→ **Exercise requirements**
Transcribe the listing below from its opening line up to and including the line that contains "of photon fields."; reproduce nothing else.

→ **Extracted records**
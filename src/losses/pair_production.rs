//! Energy losses from electron-positron pair production on photon backgrounds.

use super::flo;
use crate::{
    constants::{ALPHA_FINE, CLIGHT, MC2_ELECTRON, M_ELECTRON, M_PROTON, PI, R_ELECTRON},
    math::integrate_simpson,
    particle::Pid,
    photon_field::PhotonField,
};

/// Configuration parameters for pair production losses.
#[derive(Clone, Debug, PartialEq)]
pub struct PairProductionConfig {
    /// Number of Simpson subintervals used for the integral over photon energy.
    pub integration_intervals: usize,
}

impl PairProductionConfig {
    pub const DEFAULT_INTEGRATION_INTERVALS: usize = 200;

    /// Panics if any of the configuration parameter values are invalid.
    pub fn validate(&self) {
        assert!(
            self.integration_intervals >= 2,
            "Number of integration intervals must be at least two."
        );
    }
}

impl Default for PairProductionConfig {
    fn default() -> Self {
        Self {
            integration_intervals: Self::DEFAULT_INTEGRATION_INTERVALS,
        }
    }
}

/// Pair production losses on a set of photon fields.
#[derive(Clone, Debug)]
pub struct PairProductionLosses {
    config: PairProductionConfig,
    photon_fields: Vec<PhotonField>,
}

impl PairProductionLosses {
    const RATE_FACTOR: flo =
        ALPHA_FINE * R_ELECTRON * R_ELECTRON * CLIGHT * MC2_ELECTRON * (M_ELECTRON / M_PROTON);

    pub fn new(config: PairProductionConfig, photon_fields: Vec<PhotonField>) -> Self {
        config.validate();
        Self {
            config,
            photon_fields,
        }
    }

    pub fn photon_fields(&self) -> &[PhotonField] {
        &self.photon_fields
    }

    /// Computes the present-day relative loss rate `b(Γ)` [1/s] of a proton
    /// with the given Lorentz factor.
    pub fn proton_loss_rate(&self, lorentz_factor: flo) -> flo {
        let two_gamma_over_mc2 = 2.0 * lorentz_factor / MC2_ELECTRON;
        let ln_threshold = flo::ln(2.0);

        let integral: flo = self
            .photon_fields
            .iter()
            .map(|field| {
                let ln_k_min = flo::max(
                    flo::ln(two_gamma_over_mc2 * field.min_photon_energy()),
                    ln_threshold,
                );
                let ln_k_max = flo::ln(two_gamma_over_mc2 * field.max_photon_energy());
                if ln_k_max <= ln_k_min {
                    return 0.0;
                }
                integrate_simpson(
                    |ln_k| {
                        let k = flo::exp(ln_k);
                        phi(k) / k * field.density(k / two_gamma_over_mc2)
                    },
                    ln_k_min,
                    ln_k_max,
                    self.config.integration_intervals,
                )
            })
            .sum();

        Self::RATE_FACTOR * integral / lorentz_factor
    }

    /// Computes `d(lnΓ)/dt` [1/s] for the given species, Lorentz factor and redshift.
    ///
    /// Particles that are not charged nuclei do not lose energy this way.
    pub fn dln_gamma_dt(&self, pid: Pid, lorentz_factor: flo, redshift: flo) -> flo {
        let charge = pid.nucleus_charge() as flo;
        let mass_number = pid.nucleus_mass_number() as flo;
        if charge == 0.0 || mass_number == 0.0 {
            return 0.0;
        }
        let scale = 1.0 + redshift;
        let rate = scale * scale * scale * self.proton_loss_rate(scale * lorentz_factor) * charge
            * charge
            / mass_number;
        flo::max(rate, 0.0)
    }
}

/// Fit to the function `φ(k)` of Blumenthal (1970) as given by Chodorowski
/// et al. (1992), where `k` is the photon energy in the nucleus rest frame in
/// units of the electron rest energy.
pub fn phi(k: flo) -> flo {
    const C: [flo; 4] = [0.8048, 0.1459, 1.137e-3, -3.879e-6];
    const D: [flo; 4] = [-86.07, 50.96, -14.45, 8.0 / 3.0];
    const F: [flo; 3] = [2.910, 78.35, 1837.0];

    if k < 2.0 {
        0.0
    } else if k < 25.0 {
        let sum_c: flo = C
            .iter()
            .enumerate()
            .map(|(i, c)| c * flo::powi(k - 2.0, i as i32 + 1))
            .sum();
        PI / 12.0 * flo::powi(k - 2.0, 4) / (1.0 + sum_c)
    } else {
        let ln_k = flo::ln(k);
        let sum_d: flo = D
            .iter()
            .enumerate()
            .map(|(i, d)| d * flo::powi(ln_k, i as i32))
            .sum();
        let sum_f: flo = F
            .iter()
            .enumerate()
            .map(|(i, f)| f / flo::powi(k, i as i32 + 1))
            .sum();
        k * sum_d / (1.0 - sum_f)
    }
}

→ **Output below**
filename src/losses/pair_production.rs
//! Energy losses from electron-positron pair production on photon backgrounds.

use super::flo;
use crate::{
    constants::{ALPHA_FINE, CLIGHT, MC2_ELECTRON, M_ELECTRON, M_PROTON, PI, R_ELECTRON},
    math::integrate_simpson,
    particle::Pid,
    photon_field::PhotonField,
};

/// Configuration parameters for pair production losses.
#[derive(Clone, Debug, PartialEq)]
pub struct PairProductionConfig {
    /// Number of Simpson subintervals used for the integral over photon energy.
    pub integration_intervals: usize,
}

impl PairProductionConfig {
    pub const DEFAULT_INTEGRATION_INTERVALS: usize = 200;

    /// Panics if any of the configuration parameter values are invalid.
    pub fn validate(&self) {
        assert!(
            self.integration_intervals >= 2,
            "Number of integration intervals must be at least two."
        );
    }
}

impl Default for PairProductionConfig {
    fn default() -> Self {
        Self {
            integration_intervals: Self::DEFAULT_INTEGRATION_INTERVALS,
        }
    }
}

/// Pair production losses on a set of photon fields.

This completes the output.